Quando a icterícia esconde um Mirizzi: entre o diagnóstico difícil e a abordagem laparoscópica segura
Autores
Marta Moreira de Carvalho, Inês Rosário, Luísa Frutuoso, Tiago Fonseca, Diogo Silva, Jéssica Neves, Tiago Ferreira, Mário Nora
Resumo Introdução
Apesar da elevada prevalência da litíase vesicular, a síndrome de Mirizzi é uma complicação rara (0.1-2% dos casos). O seu diagnóstico e tratamento são um desafio, sobretudo nos estadios com fístula estabelecida.
Resumo Métodos
Apresentar, sob a forma de poster, um caso clínico sobre o tratamento de uma síndrome de Mirizzi.
Resumo Resultados
Mulher 39 anos internada por icterícia obstrutiva com dilatação das vias biliares intra e extra hepáticas.
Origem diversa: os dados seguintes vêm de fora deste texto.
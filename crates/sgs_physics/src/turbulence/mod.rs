// crates/sgs_physics/src/turbulence/mod.rs

//! LES 亚格子湍流闭合
//!
//! - [`qr`]: 等容 QR 代数模型（固定系数 ck）
//! - [`dynamic_cubic_root`]: 动态立方根模型（Germano-Lilly 动态 cD / cI）
//! - [`eddy_viscosity`]: 闭合驱动器，负责梯度、裁剪和有效粘性
//!
//! # 模型对比
//!
//! | 模型 | k | νsgs | 滤波 |
//! |------|---|------|------|
//! | qr | (2ck/ce)·δ²·\|D\|² | ck·√k·δ | 无 |
//! | dynamicCubicRoot | cI·δ²·\|dev(D)\|² | cD·δ²·\|D\| | 测试滤波器 |
//!
//! # 使用
//!
//! ```ignore
//! use sgs_physics::turbulence::{IncompressibleFlow, LesEddyViscosity};
//!
//! let mut les = LesEddyViscosity::new(mesh, &props, IncompressibleFlow::new(1.5e-5))?;
//! les.correct(&u);
//! let k = les.k(&u);
//! ```

pub mod delta;
pub mod dynamic_cubic_root;
pub mod eddy_viscosity;
pub mod flow;
pub mod model;
pub mod qr;
pub mod strain_rate;
pub mod traits;

pub use delta::LesDelta;
pub use dynamic_cubic_root::{face_averaged_ratio, DynamicCubicRootModel};
pub use eddy_viscosity::{CorrectionReport, LesEddyViscosity};
pub use flow::{FlowProperties, IncompressibleFlow};
pub use model::SgsModel;
pub use qr::QrModel;
pub use strain_rate::strain_rate;
pub use traits::{ClosureInputs, CoefficientReport, SgsClosure};
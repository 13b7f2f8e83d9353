//! `Stock` — the concrete subject of the price feed.
//!
//! A `Stock` holds the last known price and an embedded [`Subject`] registry.
//! Setting the price stores the new value and immediately notifies every
//! attached observer, synchronously, before `set_price` returns.

use std::rc::Rc;

use crate::observer::Observer;
use crate::subject::Subject;

/// A stock whose price changes are broadcast to attached observers.
#[derive(Default)]
pub struct Stock {
    subject: Subject,
    price: f64,
}

impl Stock {
    /// Creates a stock with no observers and an initial price of `0.0`.
    ///
    /// The starting price is an explicit default; it is never broadcast
    /// until the first [`set_price`](Self::set_price) call.
    pub fn new() -> Self {
        Self {
            subject: Subject::new(),
            price: 0.0,
        }
    }

    /// Registers `observer` for future price changes.
    pub fn attach(&mut self, observer: Rc<dyn Observer>) {
        self.subject.attach(observer);
    }

    /// Removes the first registered occurrence of `observer`, if any.
    pub fn detach(&mut self, observer: &Rc<dyn Observer>) {
        self.subject.detach(observer);
    }

    /// Stores `new_price` and notifies all attached observers exactly once.
    ///
    /// No validation is performed: negative, zero, and non-finite values are
    /// stored and forwarded as-is. The call blocks until every observer has
    /// been notified.
    pub fn set_price(&mut self, new_price: f64) {
        self.price = new_price;
        self.subject.notify_observers(new_price);
    }

    /// The last price set on this stock, or `0.0` before any update.
    pub fn price(&self) -> f64 {
        self.price
    }

    /// Number of attached observers, counting duplicates.
    pub fn observer_count(&self) -> usize {
        self.subject.observer_count()
    }
}
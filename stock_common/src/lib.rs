//!
//! Core observer machinery shared by the stock demo binaries.
//!
//! This crate aggregates:
//! - `error` — unified error type `FeedError` used across the workspace.
//! - `result` — handy `Result<T, FeedError>` alias.
//! - `observer` — the `Observer` capability trait for price-update listeners.
//! - `subject` — reusable `Subject` registry embedded by concrete subjects.
//! - `stock` — `Stock`, a concrete subject holding the current price.
//! - `investor` — `Investor`, a concrete observer printing notifications.
//! - `prices` — parsing helpers for price-list files used by the demo driver.
#![warn(missing_docs)]
pub mod error;
pub mod result;
pub mod observer;
pub mod subject;
pub mod stock;
pub mod investor;
pub mod prices;

#[cfg(test)]
mod test_support;

pub use error::FeedError;
pub use result::Result;
pub use observer::Observer;
pub use subject::Subject;
pub use stock::Stock;
pub use investor::Investor;
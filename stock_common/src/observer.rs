//! The `Observer` capability for price-update listeners.
//!
//! Anything that wants to hear about price changes implements this trait and
//! registers itself with a [`Subject`](crate::subject::Subject). The contract
//! is deliberately minimal: one callback, no return value, no failure channel.

/// Capability contract for entities that receive price updates.
pub trait Observer {
    /// Called with the new price whenever a watched subject changes.
    ///
    /// Invoked synchronously from the notifying subject, in attachment order.
    /// There is no isolation between observers: a panic here aborts
    /// notification of any observers attached later.
    fn update(&self, price: f64);
}
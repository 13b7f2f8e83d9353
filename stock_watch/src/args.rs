//! Command-line arguments for the stock watch demo.
//!
//! This module defines the CLI interface using `clap`. See `main` for end-to-end usage.
use clap::Parser;
use std::path::PathBuf;

/// Parsed command-line arguments.
#[derive(Debug, Parser)]
#[command(version, about, long_about = None)]
pub struct Args {
    /// Names of the investors to attach to the stock, in attachment order.
    #[clap(long, num_args = 1.., default_values_t = vec!["Alice".to_string(), "Bob".to_string()])]
    pub investors: Vec<String>,

    /// Price changes to replay, in order.
    #[clap(long, num_args = 1.., default_values_t = vec![150.5, 155.0])]
    pub prices: Vec<f64>,

    /// Path to a text file with one price per line.
    /// When given, the file replaces the --prices list.
    #[clap(long)]
    pub path: Option<PathBuf>,
}
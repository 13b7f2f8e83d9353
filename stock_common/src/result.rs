//! Result type alias shared across the workspace.
//!
//! This module defines a convenient alias that defaults the error type to the
//! common `FeedError`, so functions can simply return `Result<T>`.
use crate::error::FeedError;

/// Workspace-wide `Result` alias with `FeedError` as the default error.
pub type Result<T, E = FeedError> = std::result::Result<T, E>;
//! Error types shared across the workspace.
//!
//! The `FeedError` enum unifies the failure cases the demo driver can hit
//! while reading input: I/O, formatting/validation, and price-file parsing.
//! The observer core itself never fails; these variants exist for the code
//! that feeds it.
use std::io;

use thiserror::Error;

/// Unified error type shared by the library and the demo binary.
#[derive(Error, Debug)]
pub enum FeedError {
    /// I/O error originating from the standard library or files.
    #[error("I/O error: {0}")]
    Io(#[from] io::Error),

    /// Generic formatting/validation error with a human-readable message.
    #[error("Format error: {0}")]
    Format(String),

    /// Error while parsing a price-list file into `f64` values.
    #[error("Parse prices file error: {0}")]
    ParsePricesFile(String),
}
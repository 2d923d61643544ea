use broadside::{Ship, ShipType, FLEET, NUM_SHIPS, TOTAL_SHIP_CELLS};

#[test]
fn test_new_ship_is_intact() {
    let ship = Ship::new(ShipType::new("Test", 3));
    assert_eq!(ship.name(), "Test");
    assert_eq!(ship.length(), 3);
    assert_eq!(ship.remaining(), 3);
    assert!(!ship.is_sunk());
}

#[test]
fn test_register_hit_and_sunk() {
    let mut ship = Ship::new(ShipType::new("Test", 2));
    assert!(!ship.register_hit());
    assert_eq!(ship.remaining(), 1);
    assert!(!ship.is_sunk());
    assert!(ship.register_hit());
    assert_eq!(ship.remaining(), 0);
    assert!(ship.is_sunk());
    // further hits never go below zero or sink twice
    assert!(!ship.register_hit());
    assert_eq!(ship.remaining(), 0);
    assert!(ship.is_sunk());
}

#[test]
fn test_standard_fleet() {
    assert_eq!(FLEET.len(), NUM_SHIPS);
    let cells: usize = FLEET.iter().map(|def| def.length()).sum();
    assert_eq!(cells, TOTAL_SHIP_CELLS);
    assert!(FLEET.iter().all(|def| def.length() > 0));
}
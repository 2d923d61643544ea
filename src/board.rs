//! Game board: grid, fleet, attack resolution and sink notifications.

#[cfg(not(feature = "std"))]
use alloc::{boxed::Box, string::{String, ToString}, sync::Arc, vec, vec::Vec};
#[cfg(feature = "std")]
use std::sync::Arc;

use core::fmt;

use crate::common::{AttackResult, BoardError};
use crate::config::{FLEET, MAX_COLUMNS};
use crate::coord::{column_label, parse_coord, Coord};
use crate::grid::{Cell, CellState, Grid};
use crate::notify::{sunk_message, NotificationSink};
use crate::placement::PlacementPolicy;
use crate::ship::{Ship, ShipType};

pub const UNKNOWN_MARKER: char = '-';
pub const MISS_MARKER: char = 'O';
pub const HIT_MARKER: char = 'X';

/// Current phase of a game.
#[derive(Debug, Clone, Copy, PartialEq, Eq)]
pub enum GameStatus {
    /// Ships are not on the grid yet.
    Setup,
    InProgress,
    /// Every ship is sunk.
    Over,
}

/// Board state for one game: the grid, the fleet and the registered sinks.
///
/// Cells refer to ships by their index in the fleet, so the fleet is the only
/// owner of ship state. `ships_sunk` is kept up to date by [`attack`] rather
/// than recounted.
///
/// [`attack`]: GameBoard::attack
pub struct GameBoard {
    rows: usize,
    columns: usize,
    grid: Option<Grid>,
    fleet: Vec<Ship>,
    ships_sunk: usize,
    placed: bool,
    attacks: usize,
    policy: Box<dyn PlacementPolicy>,
    sinks: Vec<Arc<dyn NotificationSink>>,
}

impl GameBoard {
    /// Board of the given size carrying the standard fleet.
    ///
    /// Columns are named by single letters, so at most `MAX_COLUMNS` are
    /// allowed.
    pub fn new(
        rows: usize,
        columns: usize,
        policy: Box<dyn PlacementPolicy>,
    ) -> Result<Self, BoardError> {
        check_dimensions(rows, columns)?;
        Ok(Self::build(rows, columns, policy))
    }

    pub(crate) fn build(rows: usize, columns: usize, policy: Box<dyn PlacementPolicy>) -> Self {
        GameBoard {
            rows,
            columns,
            grid: None,
            fleet: FLEET.iter().map(|def| Ship::new(*def)).collect(),
            ships_sunk: 0,
            placed: false,
            attacks: 0,
            policy,
            sinks: Vec::new(),
        }
    }

    /// Board carrying a custom fleet. Every ship must be at least one cell long.
    pub fn with_fleet(
        rows: usize,
        columns: usize,
        fleet: &[ShipType],
        policy: Box<dyn PlacementPolicy>,
    ) -> Result<Self, BoardError> {
        if let Some(def) = fleet.iter().find(|def| def.length() == 0) {
            return Err(BoardError::InvalidShipLength(def.name()));
        }
        let mut board = Self::new(rows, columns, policy)?;
        board.fleet = fleet.iter().map(|def| Ship::new(*def)).collect();
        Ok(board)
    }

    /// Allocate a fresh grid of unhit, unoccupied cells.
    ///
    /// Calling this again replaces the grid but keeps the fleet, so ships
    /// damaged or sunk earlier stay that way.
    pub fn initialize(&mut self) {
        self.grid = Some(Grid::new(self.rows, self.columns));
        self.placed = false;
        log::debug!("grid initialized ({}x{})", self.rows, self.columns);
    }

    /// Add a sink to the notification list. Sinks are notified in the order
    /// they were registered; the same sink may be registered twice.
    pub fn register(&mut self, sink: Arc<dyn NotificationSink>) {
        self.sinks.push(sink);
    }

    /// Lay the fleet out on the grid using the configured policy.
    pub fn place_ships(&mut self) -> Result<(), BoardError> {
        if self.placed {
            return Err(BoardError::ShipsAlreadyPlaced);
        }
        let grid = self.grid.as_mut().ok_or(BoardError::NotInitialized)?;
        let placed = self
            .policy
            .place(grid, &self.fleet)
            .and_then(|()| check_layout(grid, &self.fleet));
        if let Err(e) = placed {
            // Leave no half-placed fleet behind.
            *grid = Grid::new(self.rows, self.columns);
            return Err(e);
        }
        self.placed = true;
        log::debug!("{} ships placed", self.fleet.len());
        Ok(())
    }

    /// `true` when `input` names a cell on this board (e.g. `A1`).
    pub fn validate_input(&self, input: &str) -> bool {
        self.parse_input(input).is_some()
    }

    /// Decode `input` into a zero-based coordinate on this board.
    pub fn parse_input(&self, input: &str) -> Option<Coord> {
        parse_coord(input, self.rows, self.columns)
    }

    /// Parse `input` and attack the named cell.
    pub fn attack_input(&mut self, input: &str) -> Result<AttackResult, BoardError> {
        let at = self.parse_input(input).ok_or(BoardError::InvalidCoordinate)?;
        self.attack(at)
    }

    /// Fire at `at`.
    ///
    /// Only allowed once the fleet is placed. A cell can only be struck
    /// once; later attacks on it return [`AttackResult::Repeat`] and change
    /// nothing. Sinking a ship notifies every registered sink before this
    /// returns.
    pub fn attack(&mut self, at: Coord) -> Result<AttackResult, BoardError> {
        let grid = self.grid.as_mut().ok_or(BoardError::NotInitialized)?;
        if !self.placed {
            return Err(BoardError::ShipsNotPlaced);
        }
        let cell = grid.cell_mut(at).ok_or(BoardError::InvalidCoordinate)?;
        if !cell.strike() {
            log::debug!("attack at {} repeats an earlier one", at);
            return Ok(AttackResult::Repeat);
        }
        self.attacks += 1;
        let Some(id) = cell.occupant() else {
            log::debug!("attack at {}: miss", at);
            return Ok(AttackResult::Miss);
        };
        let ship = self
            .fleet
            .get_mut(id.0)
            .ok_or(BoardError::UnknownShip(id.0))?;
        if !ship.register_hit() {
            log::debug!("attack at {}: hit {}", at, ship.name());
            return Ok(AttackResult::Hit);
        }

        let name = ship.name();
        self.ships_sunk += 1;
        log::info!("{} sunk ({}/{})", name, self.ships_sunk, self.fleet.len());
        let message = sunk_message(name);
        for sink in &self.sinks {
            sink.notify(&message);
        }
        Ok(AttackResult::Sink(name))
    }

    /// `true` once every ship in the fleet is sunk.
    pub fn is_game_over(&self) -> bool {
        self.ships_sunk == self.fleet.len()
    }

    pub fn status(&self) -> GameStatus {
        if !self.placed {
            GameStatus::Setup
        } else if self.is_game_over() {
            GameStatus::Over
        } else {
            GameStatus::InProgress
        }
    }

    /// Text view of the board as the player sees it.
    pub fn render(&self) -> String {
        self.to_string()
    }

    pub fn rows(&self) -> usize {
        self.rows
    }

    pub fn columns(&self) -> usize {
        self.columns
    }

    pub fn is_initialized(&self) -> bool {
        self.grid.is_some()
    }

    pub fn grid(&self) -> Option<&Grid> {
        self.grid.as_ref()
    }

    pub fn cell(&self, at: Coord) -> Option<&Cell> {
        self.grid.as_ref()?.cell(at)
    }

    pub fn fleet(&self) -> &[Ship] {
        &self.fleet
    }

    pub fn ships_sunk(&self) -> usize {
        self.ships_sunk
    }

    /// Ships still afloat.
    pub fn ships_remaining(&self) -> usize {
        self.fleet.len() - self.ships_sunk
    }

    /// Attacks that struck a fresh cell.
    pub fn attack_count(&self) -> usize {
        self.attacks
    }

    /// Number of registered sinks.
    pub fn sink_count(&self) -> usize {
        self.sinks.len()
    }
}

/// Reject grids wider than the column letters can name.
pub(crate) fn check_dimensions(rows: usize, columns: usize) -> Result<(), BoardError> {
    if columns > MAX_COLUMNS {
        return Err(BoardError::TooManyColumns { rows, columns });
    }
    Ok(())
}

/// Every occupant must be a fleet index and every ship must cover exactly
/// its length in cells.
fn check_layout(grid: &Grid, fleet: &[Ship]) -> Result<(), BoardError> {
    let mut covered = vec![0usize; fleet.len()];
    for (_, cell) in grid.iter() {
        if let Some(id) = cell.occupant() {
            let count = covered.get_mut(id.0).ok_or(BoardError::UnknownShip(id.0))?;
            *count += 1;
        }
    }
    for (ship, count) in fleet.iter().zip(covered) {
        if count != ship.length() {
            return Err(BoardError::IncompletePlacement(ship.name()));
        }
    }
    Ok(())
}

impl fmt::Display for GameBoard {
    fn fmt(&self, f: &mut fmt::Formatter<'_>) -> fmt::Result {
        write!(f, "   ")?;
        for c in 0..self.columns {
            write!(f, " {}", column_label(c))?;
        }
        writeln!(f)?;
        for r in 0..self.rows {
            write!(f, "{:2} ", r + 1)?;
            for c in 0..self.columns {
                let marker = match self.cell(Coord::new(r, c)).map(Cell::state) {
                    Some(CellState::HitOccupied) => HIT_MARKER,
                    Some(CellState::HitEmpty) => MISS_MARKER,
                    Some(CellState::Unknown) | None => UNKNOWN_MARKER,
                };
                write!(f, " {}", marker)?;
            }
            writeln!(f)?;
        }
        Ok(())
    }
}

impl fmt::Debug for GameBoard {
    fn fmt(&self, f: &mut fmt::Formatter<'_>) -> fmt::Result {
        f.debug_struct("GameBoard")
            .field("rows", &self.rows)
            .field("columns", &self.columns)
            .field("fleet", &self.fleet)
            .field("ships_sunk", &self.ships_sunk)
            .field("placed", &self.placed)
            .field("attacks", &self.attacks)
            .field("sinks", &self.sinks.len())
            .finish()
    }
}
Os exames complementares de diagnóstico revelaram litíase síncrona. Optou-se por estratégia inversa com tratamento da coledocolitiase por CPRE. Em segundo tempo, durante a colangiografia intra-operatória, detetada litíase residual e síndrome de Mirizzi tipo II tratado com colecistectomia e coledocolitotomia transcoledócica com encerramento da via biliar principal sob dreno de Kehr por laparoscopia, sem intercorrências.
Resumo Discussão
A síndrome de Mirizzi é uma causa rara de icterícia e um desafio diagnóstico, dada a baixa acuidade dos exames complementares. A associação da ColangioRM com CPRE pode aumentar a acuidade até 85%, embora, como neste caso, o diagnóstico é muitas vezes intra-operatório. O tratamento deve ser individualizado, consoante o tipo, a inflamação local e experiência da equipa. A via minimamente invasiva é preferível, com todas as vantagens a si inerentes. Este caso ilustra os desafios atuais na síndrome de Mirizzi, sublinhando que, mesmo quando o diagnóstico é intra-operatório, o tratamento laparoscópico pode ser realizado com segurança por equipas experientes.